Despite the importance of model-based data assimilation for operational prediction, only limited resources have been specifically focused on the development of model-assimilated data sets for research, with the exception of those provided for the GWE and for a few isolated case studies. Currently, the assimilated data sets being made available for research are generated as a by-product of operational weather prediction. Not all operationally generated model-assimilated data sets are readily accessible in general by the larger scientific research community in the United States or abroad. The present practices for archiving and accessing observed and model-assimilated data are inadequate to meet the future needs of the scientific community, particularly for data sets that include consistently all available geophysical data.
APPLICABILITY OF DATA ASSIMILATION TO THE EARTH SYSTEM SCIENCES
The need is emerging for research-quality model-assimilated data sets across a broad spectrum of interactive endeavors known as the earth system sciences (Hollingsworth, 1989). Significant endeavors are beginning in climate and global change, long-range weather prediction, mesoscale weather, hydrology, atmospheric chemistry, physical and biogeochemical oceanography, and land surface processes. Crucial to our understanding of the earth-ocean-atmosphere system is knowledge of the present state and the continuing changes of fundamental properties and trace constituents. Thus, a need exists for a nationally focused effort during the coming decades to routinely provide research-quality assimilated data sets and to ensure their ready ac-
cessibility to the larger scientific community. Through a national focus, priorities for scientific exchange among the several communities engaged in data assimilation endeavors must be established, whereby the full potential from technological advances in global and regional observational systems and computational capabilities will be realized. There is an immediate need to assimilate all available atmospheric and oceanic data with a state-of-the-art assimilation model, so as to produce a best-to-date interpretation of the available data record, particularly for study of climate and global change. Such analysis of long records from the past will require the marshaling of financial and manpower resources at the national and even international levels.

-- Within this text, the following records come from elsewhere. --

//! Object storage for actweek
//!
//! The pipeline talks to storage only through [`ObjectStore`]. The bundled
//! implementation maps one bucket onto one directory:
//!
//! ```text
//! <root>/                         # bucket
//!   inbox/<name>.csv              # inbound snapshots (trigger source)
//!   42_requested.csv              # archived snapshots, by ISO week and role
//!   42_completed.csv
//!   42_state.json                 # week record (conditional writes only)
//!   42_ele_report.csv             # published partitions
//!   42_merc_incomplete.csv
//!   .locks/                       # lock files for conditional writes
//! ```

use std::fs;
use std::io::{ErrorKind, Write};
use std::path::{Component, Path, PathBuf};

use serde::Serialize;

use crate::error::{Error, Result};
use crate::lock::{self, FileLock, DEFAULT_LOCK_TIMEOUT_MS};

/// Directory (relative to the bucket root) holding lock files
pub const LOCKS_DIR: &str = ".locks";

/// Key/value object storage used by the pipeline.
pub trait ObjectStore {
    /// Bucket name, used for logging and trigger validation.
    fn bucket(&self) -> &str;

    fn exists(&self, key: &str) -> Result<bool>;

    /// Read an object. Missing objects are [`Error::ObjectNotFound`].
    fn get(&self, key: &str) -> Result<Vec<u8>>;

    fn put(&self, key: &str, data: &[u8]) -> Result<()>;

    fn copy(&self, src_key: &str, dst_key: &str) -> Result<()>;

    /// Delete an object. Deleting a missing object is not an error.
    fn delete(&self, key: &str) -> Result<()>;

    /// Keys starting with `prefix`, sorted.
    fn list(&self, prefix: &str) -> Result<Vec<String>>;

    /// Conditional write: store `data` only if the current content equals
    /// `expected` (`None` meaning "object must not exist").
    ///
    /// Returns `false` without writing when the precondition fails.
    fn put_if(&self, key: &str, expected: Option<&[u8]>, data: &[u8]) -> Result<bool>;

    /// Read an object if it exists.
    fn get_opt(&self, key: &str) -> Result<Option<Vec<u8>>> {
        match self.get(key) {
            Ok(data) => Ok(Some(data)),
            Err(Error::ObjectNotFound(_)) => Ok(None),
            Err(err) => Err(err),
        }
    }
}

/// Directory-backed bucket.
#[derive(Debug, Clone)]
pub struct FsObjectStore {
    root: PathBuf,
    bucket: String,
}

impl FsObjectStore {
    /// Open (creating if needed) the bucket directory `root/bucket`.
    pub fn open(root: impl AsRef<Path>, bucket: impl Into<String>) -> Result<Self> {
        let bucket = bucket.into();
        validate_key(&bucket)?;
        let root = root.as_ref().join(&bucket);
        fs::create_dir_all(&root)?;
        Ok(Self { root, bucket })
    }

    /// Path to the bucket directory
    pub fn root(&self) -> &Path {
        &self.root
    }

    /// Filesystem path for an object key
    pub fn object_path(&self, key: &str) -> Result<PathBuf> {
        validate_key(key)?;
        Ok(self.root.join(key))
    }

    fn lock_path(&self, key: &str) -> PathBuf {
        let flat = key.replace('/', "__");
        self.root.join(LOCKS_DIR).join(format!("{flat}.lock"))
    }

    fn collect_keys(&self, dir: &Path, prefix: &str, out: &mut Vec<String>) -> Result<()> {
        for entry in fs::read_dir(dir)? {
            let entry = entry?;
            let name = entry.file_name().to_string_lossy().to_string();
            if name.starts_with('.') || name.contains(".tmp.") {
                continue;
            }
            let key = if prefix.is_empty() {
                name
            } else {
                format!("{prefix}/{name}")
            };
            if entry.file_type()?.is_dir() {
                self.collect_keys(&entry.path(), &key, out)?;
            } else {
                out.push(key);
            }
        }
        Ok(())
    }
}

impl ObjectStore for FsObjectStore {
    fn bucket(&self) -> &str {
        &self.bucket
    }

    fn exists(&self, key: &str) -> Result<bool> {
        Ok(self.object_path(key)?.is_file())
    }

    fn get(&self, key: &str) -> Result<Vec<u8>> {
        let path = self.object_path(key)?;
        match fs::read(&path) {
            Ok(data) => Ok(data),
            Err(err) if err.kind() == ErrorKind::NotFound => {
                Err(Error::ObjectNotFound(key.to_string()))
            }
            Err(err) => Err(Error::Io(err)),
        }
    }

    fn put(&self, key: &str, data: &[u8]) -> Result<()> {
        let path = self.object_path(key)?;
        lock::write_atomic(&path, data)?;
        tracing::debug!(bucket = %self.bucket, key, bytes = data.len(), "object put");
        Ok(())
    }

    fn copy(&self, src_key: &str, dst_key: &str) -> Result<()> {
        let data = self.get(src_key)?;
        self.put(dst_key, &data)
    }

    fn delete(&self, key: &str) -> Result<()> {
        let path = self.object_path(key)?;
        match fs::remove_file(&path) {
            Ok(()) => Ok(()),
            Err(err) if err.kind() == ErrorKind::NotFound => Ok(()),
            Err(err) => Err(Error::Io(err)),
        }
    }

    fn list(&self, prefix: &str) -> Result<Vec<String>> {
        let mut keys = Vec::new();
        self.collect_keys(&self.root, "", &mut keys)?;
        keys.retain(|key| key.starts_with(prefix));
        keys.sort();
        Ok(keys)
    }

    fn put_if(&self, key: &str, expected: Option<&[u8]>, data: &[u8]) -> Result<bool> {
        let path = self.object_path(key)?;
        let _lock = FileLock::acquire(self.lock_path(key), DEFAULT_LOCK_TIMEOUT_MS)?;

        let current = match fs::read(&path) {
            Ok(bytes) => Some(bytes),
            Err(err) if err.kind() == ErrorKind::NotFound => None,
            Err(err) => return Err(Error::Io(err)),
        };

        if current.as_deref() != expected {
            tracing::debug!(bucket = %self.bucket, key, "conditional write precondition failed");
            return Ok(false);
        }

        lock::write_atomic(&path, data)?;
        Ok(true)
    }
}

/// Reject keys that could escape the bucket directory.
pub fn validate_key(key: &str) -> Result<()> {
    if key.trim().is_empty() {
        return Err(Error::InvalidKey("key cannot be empty".to_string()));
    }
    if key.contains('\\') || key.contains('\0') {
        return Err(Error::InvalidKey(key.to_string()));
    }
    let path = Path::new(key);
    for component in path.components() {
        match component {
            Component::Normal(part) if !part.to_string_lossy().starts_with('.') => {}
            _ => return Err(Error::InvalidKey(key.to_string())),
        }
    }
    Ok(())
}

/// Append one JSON record as a line to `path`.
pub fn append_jsonl<T: Serialize>(path: &Path, record: &T) -> Result<()> {
    if let Some(parent) = path.parent() {
        fs::create_dir_all(parent)?;
    }

    let json = serde_json::to_string(record)?;
    let mut file = fs::OpenOptions::new()
        .create(true)
        .append(true)
        .open(path)?;

    writeln!(file, "{}", json)?;
    file.sync_all()?;

    Ok(())
}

The immediate goals of this report are to review the current status of data assimilation and the application of model-assimilated data sets for both operational prediction and scientific research. The panel's recommendations are aimed at ensuring the availability of assimilated data sets for broad national needs in the coming decades. As a starting point for action, the report emphasizes the need for an integrated national effort for the generation, archiving, and service-oriented publication of model-assimilated data sets that will serve a broad range of operational and research programs in atmospheric, oceanographic, and earth sciences. To ensure that the needs of the coming decades are met, the panel includes in this report a recommendation that an integrated national program be developed to provide the focus for and implementation of the full range of effort needed to meet these needs.